If you're already paying for Zapier and don't want to switch, the same logic applies — but you'll likely hit plan limits faster and won't have the visual debugging tools.
Tips for Scaling Your Content Calendar
Once your basic automations are running, here are ways to level up:
Add an Airtable backup: Use Make.com to mirror your Notion database to Airtable for reporting with spreadsheet-style pivot tables
Connect to your CRM: If new blog posts should trigger email campaigns, chain a Mailchimp or ConvertKit module after the Published status update
Track word counts automatically: Use Make.com's Google Docs module to pull the document word count back into Notion once writing is complete
Automate social repurposing: When an article is published, trigger a Make.com scenario that creates Twitter thread drafts or LinkedIn post outlines in a separate Notion database
How Much Does This Cost?
Here's a realistic cost breakdown:
Notion: Free (or $8/month for Plus, needed for larger teams)
Make.com: Free for light use; $9/month Core plan for teams generating 10,000+ operations/month
Google Docs: Free
Slack: Free for most small teams
Total: $0–$17/month for a fully automated content operation that would otherwise require a dedicated coordinator.
Frequently Asked Questions
Does Make.com work with Notion free accounts?
Yes. Make.com's Notion integration works with free Notion accounts. The only limitation is that Notion's free plan caps your database history — paid Notion plans unlock full history, which is useful for auditing past content.
How many Make.com operations does this content calendar use?
It depends on your volume. Each "Watch Database Items" check uses 1 operation per item detected. For a team publishing 20 pieces/month, you'll likely use 200–500 operations/month — well within Make.com's free tier.

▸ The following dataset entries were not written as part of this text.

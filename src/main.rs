//! Terminal flight runner (default binary).
//!
//! Reads config from the environment, enters the alternate screen and runs
//! the fixed-tick loop until the player quits.

use std::fs::File;
use std::path::Path;
use std::sync::Mutex;

use anyhow::{Context, Result};
use tracing::info;
use tracing_subscriber::EnvFilter;

use tui_flight::app::{run_loop, LoopOptions};
use tui_flight::config::FlightConfig;
use tui_flight::core::FlightGame;
use tui_flight::input::CrosstermInput;
use tui_flight::store::JsonFileStore;
use tui_flight::term::{FrameBuffer, GameView, TerminalRenderer};

fn main() -> Result<()> {
    let config = FlightConfig::from_env();
    if let Some(path) = &config.log_path {
        init_tracing(path)?;
    }
    info!(seed = config.seed, high_score_path = %config.high_score_path.display(), "starting");

    let mut term = TerminalRenderer::new();
    term.enter()?;

    let result = run(&mut term, &config);

    // Always try to restore terminal state.
    let _ = term.exit();
    result
}

fn run(term: &mut TerminalRenderer, config: &FlightConfig) -> Result<()> {
    // The play field is sized once; later resizes only change the viewport.
    let field = TerminalRenderer::viewport();
    let store = JsonFileStore::new(&config.high_score_path);
    let mut game = FlightGame::new(field.width, field.height, config.seed, Box::new(store));

    let view = GameView::default();
    let mut input = CrosstermInput::new();
    let mut fb = FrameBuffer::new(field.width, field.height);

    let exit = run_loop(&mut game, &mut input, LoopOptions::default(), |snap| {
        view.render_into(snap, TerminalRenderer::viewport(), &mut fb);
        term.present(&mut fb)
    })?;

    info!(?exit, score = game.score(), ticks = game.tick(), "finished");
    Ok(())
}

/// Logs go to a file; the terminal belongs to the game.
fn init_tracing(path: &Path) -> Result<()> {
    let file = File::create(path).with_context(|| format!("create log file {}", path.display()))?;
    let filter = EnvFilter::try_from_default_env().unwrap_or_else(|_| EnvFilter::new("info"));
    tracing_subscriber::fmt()
        .with_env_filter(filter)
        .with_writer(Mutex::new(file))
        .with_ansi(false)
        .with_target(false)
        .compact()
        .init();
    Ok(())
}
//! Core types module - shared data structures and constants
//!
//! This module defines the fundamental types used throughout the application.
//! All types are pure data structures with no external dependencies, making them
//! usable in any context (simulation, terminal rendering, persistence).
//!
//! # Game Timing
//!
//! The simulation runs on a fixed tick. Every derived quantity (distance, time
//! survived, spawn cadence) is expressed in ticks.
//!
//! | Constant | Value | Description |
//! |----------|-------|-------------|
//! | `TICK_MS` | 50 | Fixed timestep interval (20 ticks per second) |
//! | `TERRAIN_SCROLL_TICKS` | 2 | Terrain advances one column every 2 ticks |
//! | `COLLECTIBLE_SPAWN_TICKS` | 100 | Minimum ticks between collectible spawns |
//! | `COLLECT_FLASH_TICKS` | 20 | Duration of the pickup flash |
//!
//! # Plane Physics
//!
//! | Constant | Value | Description |
//! |----------|-------|-------------|
//! | `PITCH_FORCE` | 1.0 | Velocity added per unit of pitch input |
//! | `GRAVITY` | 0.3 | Velocity removed every tick |
//! | `DRAG` | 0.9 | Velocity damping factor |
//! | `ALTITUDE_TOP_MARGIN` | 2 | Lowest allowed altitude row |
//! | `ALTITUDE_BOTTOM_MARGIN` | 3 | Highest allowed row is `height - 3` |
//!
//! # Examples
//!
//! ```
//! use tui_flight_types::{Key, Pitch, FlightPhase, TERRAIN_MIN_HEIGHT, TERRAIN_MAX_HEIGHT};
//!
//! // Keys map onto pitch input; quit and silence are neutral.
//! assert_eq!(Pitch::from_key(Some(Key::Up)), Pitch::Up);
//! assert_eq!(Pitch::from_key(Some(Key::Quit)), Pitch::Neutral);
//! assert_eq!(Pitch::from_key(None), Pitch::Neutral);
//! assert_eq!(Pitch::Down.value(), -1.0);
//!
//! assert!(FlightPhase::Flying.is_flying());
//! assert_eq!(TERRAIN_MIN_HEIGHT, 3);
//! assert_eq!(TERRAIN_MAX_HEIGHT, 8);
//! ```

/// Fixed timestep interval in milliseconds (50ms = 20 ticks per second)
pub const TICK_MS: u32 = 50;

/// Velocity added per unit of pitch input.
pub const PITCH_FORCE: f32 = 1.0;

/// Constant downward pull applied every tick.
pub const GRAVITY: f32 = 0.3;

/// Velocity damping factor applied every tick (air resistance).
pub const DRAG: f32 = 0.9;

/// Smallest altitude row the plane may occupy.
pub const ALTITUDE_TOP_MARGIN: u16 = 2;

/// The plane may not go below row `screen_height - ALTITUDE_BOTTOM_MARGIN`.
pub const ALTITUDE_BOTTOM_MARGIN: u16 = 3;

/// Lowest terrain column height (inclusive).
pub const TERRAIN_MIN_HEIGHT: u16 = 3;

/// Highest terrain column height (inclusive).
pub const TERRAIN_MAX_HEIGHT: u16 = 8;

/// Height reported for columns outside the terrain.
pub const TERRAIN_FALLBACK_HEIGHT: u16 = 5;

/// Number of `scroll` calls per one-column advance.
pub const TERRAIN_SCROLL_TICKS: u32 = 2;

/// Minimum ticks between two collectible spawns.
pub const COLLECTIBLE_SPAWN_TICKS: u64 = 100;

/// Default points awarded for a collectible.
pub const COLLECTIBLE_VALUE: u32 = 50;

/// Topmost row a collectible may spawn on.
pub const COLLECTIBLE_MIN_Y: i32 = 5;

/// Collectibles spawn no lower than row `screen_height - COLLECTIBLE_BOTTOM_MARGIN`.
pub const COLLECTIBLE_BOTTOM_MARGIN: i32 = 10;

/// Horizontal pickup distance (columns, inclusive).
pub const COLLECT_RADIUS_X: i32 = 2;

/// Vertical pickup distance (rows, inclusive).
pub const COLLECT_RADIUS_Y: i32 = 1;

/// How long the pickup flash stays on screen.
pub const COLLECT_FLASH_TICKS: u64 = 20;

/// Distance is one unit per this many ticks.
pub const DISTANCE_TICKS: u64 = 2;

#[cfg(test)]
mod tests {
    use super::*;

    #[test]
    fn timing_defaults() {
        assert_eq!(TICK_MS, 50);
        assert_eq!(TERRAIN_SCROLL_TICKS, 2);
        assert_eq!(COLLECTIBLE_SPAWN_TICKS, 100);
        assert_eq!(DISTANCE_TICKS, 2);
    }

    #[test]
    fn terrain_fallback_is_inside_height_range() {
        assert!((TERRAIN_MIN_HEIGHT..=TERRAIN_MAX_HEIGHT).contains(&TERRAIN_FALLBACK_HEIGHT));
    }
}

/// Keys recognised by the game.
///
/// Anything the input layer does not map to one of these is treated as no key.
#[derive(Debug, Clone, Copy, PartialEq, Eq, Hash)]
pub enum Key {
    /// Pull up
    Up,
    /// Push down
    Down,
    /// Leave the game (from any phase)
    Quit,
}

/// Discrete pitch input applied to the plane each tick.
///
/// - **Up**: +1
/// - **Neutral**: 0
/// - **Down**: -1
#[derive(Debug, Clone, Copy, PartialEq, Eq, Hash, Default)]
pub enum Pitch {
    Up,
    #[default]
    Neutral,
    Down,
}

impl Pitch {
    /// Map an optional key to pitch. `Quit` and no key are neutral.
    pub fn from_key(key: Option<Key>) -> Self {
        match key {
            Some(Key::Up) => Pitch::Up,
            Some(Key::Down) => Pitch::Down,
            Some(Key::Quit) | None => Pitch::Neutral,
        }
    }

    /// Signed input value used by the physics integrator.
    pub fn value(&self) -> f32 {
        match self {
            Pitch::Up => 1.0,
            Pitch::Neutral => 0.0,
            Pitch::Down => -1.0,
        }
    }
}

/// Game phase.
///
/// The only transition is `Flying` -> `Crashed`; there is no way back within a run.
#[derive(Debug, Clone, Copy, PartialEq, Eq, Hash, Default)]
pub enum FlightPhase {
    #[default]
    Flying,
    Crashed,
}

impl FlightPhase {
    pub fn is_flying(&self) -> bool {
        matches!(self, FlightPhase::Flying)
    }
}
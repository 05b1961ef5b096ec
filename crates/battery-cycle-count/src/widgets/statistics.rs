use ratatui::{
    layout::{Alignment, Rect},
    style::{Color, Modifier, Style},
    text::{Line, Span},
    widgets::{Block, Paragraph},
    Frame,
};

use crate::report::format_optional;
use crate::AppState;

pub struct StatisticsWidget;

impl StatisticsWidget {
    pub fn render(frame: &mut Frame, area: Rect, state: &AppState) {
        let report = state.report.as_ref();

        let mut stats_text = vec![
            Line::from(vec![
                Span::styled("Data Status: ", Style::default().fg(Color::White)),
                Span::styled(
                    if state.data_loaded {
                        format!("Loaded ({} events)", state.monitor.event_count())
                    } else {
                        "No data".to_string()
                    },
                    Style::default()
                        .fg(if state.data_loaded {
                            Color::Green
                        } else {
                            Color::Red
                        })
                        .add_modifier(Modifier::BOLD),
                ),
            ]),
            Line::from(vec![
                Span::styled("Total Cycles: ", Style::default().fg(Color::White)),
                Span::styled(
                    report
                        .map(|r| format!("{:.2}", r.total_cycles()))
                        .unwrap_or_else(|| "N/A".to_string()),
                    Style::default()
                        .fg(Color::Yellow)
                        .add_modifier(Modifier::BOLD),
                ),
            ]),
            Line::from(vec![
                Span::styled("Days Recorded: ", Style::default().fg(Color::White)),
                Span::styled(
                    format_optional(report.map(|r| r.days_elapsed())),
                    Style::default().fg(Color::Cyan),
                ),
                Span::styled(
                    report
                        .map(|r| format!(" ({} to {})", r.first_date(), r.last_date()))
                        .unwrap_or_default(),
                    Style::default().fg(Color::Gray),
                ),
            ]),
            Line::from(vec![
                Span::styled("Cycles Per Day: ", Style::default().fg(Color::White)),
                Span::styled(
                    format_optional(
                        report
                            .and_then(|r| r.daily_cycle_rate())
                            .map(|rate| format!("{:.2}", rate)),
                    ),
                    Style::default()
                        .fg(Color::Green)
                        .add_modifier(Modifier::BOLD),
                ),
            ]),
        ];

        if let Some(error) = &state.error_message {
            stats_text.push(Line::from(vec![
                Span::styled("Error: ", Style::default().fg(Color::Red)),
                Span::styled(
                    error.chars().take(70).collect::<String>()
                        + if error.chars().count() > 70 { "..." } else { "" },
                    Style::default().fg(Color::Red),
                ),
            ]));
        } else {
            stats_text.push(Line::from(vec![
                Span::styled("Last Update: ", Style::default().fg(Color::White)),
                Span::styled(
                    state.last_update.format("%Y-%m-%d %H:%M:%S").to_string(),
                    Style::default().fg(Color::Cyan),
                ),
            ]));
        }

        let stats = Paragraph::new(stats_text)
            .block(Block::bordered().title("Statistics"))
            .alignment(Alignment::Left);

        frame.render_widget(stats, area);
    }
}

Can I use this with a team?
Absolutely. The "Assigned To" (Person) property in Notion combined with Slack direct messages makes this ideal for teams. Each writer gets pinged about their specific deadlines, not just a general channel alert.
What if I use a different project management tool instead of Notion?
Make.com integrates with Asana, ClickUp, Trello, Monday.com, and Airtable. The same logic applies — swap the Notion modules for your preferred tool. The Google Docs and Slack modules stay the same.
Is there a template I can copy?
Yes. Make.com's template library includes several Notion + content calendar scenarios you can clone with one click. Search for "Notion content calendar" in the Make.com template gallery after logging in.
Start Automating Today
Building an automated content calendar with Notion and Make.com is one of the highest-ROI automation projects you can do. It typically takes 2–3 hours to set up, saves 3–5 hours per week, and scales with your team without adding headcount.
Start with Step 3 (auto-create Google Docs drafts) — it's the quickest win. Once that's running, add the Slack reminders. By the end of the week, you'll have a system that runs itself.